Activity> Please give back only the lines below from the one containing "use std::convert::Infallible;" to the one containing "the client goes", each repeated word for word, both ends included.

Data for this task>
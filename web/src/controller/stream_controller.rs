use crate::AppState;
use async_stream::stream;
use axum::extract::State;
use axum::http::header::{ACCESS_CONTROL_ALLOW_ORIGIN, CONNECTION};
use axum::response::sse::{Event, KeepAlive, Sse};
use axum::response::IntoResponse;
use log::*;
use std::convert::Infallible;

/// SSE handler that opens a login event stream for the requesting client.
///
/// The session lives inside the response body stream. When the client goes
/// away hyper drops the body, which drops the session and releases its
/// heartbeat and subscription.
pub(crate) async fn stream(State(app_state): State<AppState>) -> impl IntoResponse {
    let mut session = app_state
        .sse_manager
        .open_session(app_state.session_options());

    debug!("Establishing SSE session {}", session.id());

    let events = stream! {
        while let Some(frame) = session.next_frame().await {
            match frame.into_event() {
                Ok(event) => yield Ok::<Event, Infallible>(event),
                Err(e) => error!("Failed to serialize SSE frame for session {}: {e}", session.id()),
            }
        }

        debug!("SSE session {} has no more frames, cleaning up", session.id());
        session.close();
    };

    let sse = Sse::new(events).keep_alive(KeepAlive::new().interval(app_state.config.keep_alive()));

    (
        [(CONNECTION, "keep-alive"), (ACCESS_CONTROL_ALLOW_ORIGIN, "*")],
        sse,
    )
}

Exercise result>
use std::convert::Infallible;

/// SSE handler that opens a login event stream for the requesting client.
///
/// The session lives inside the response body stream. When the client goes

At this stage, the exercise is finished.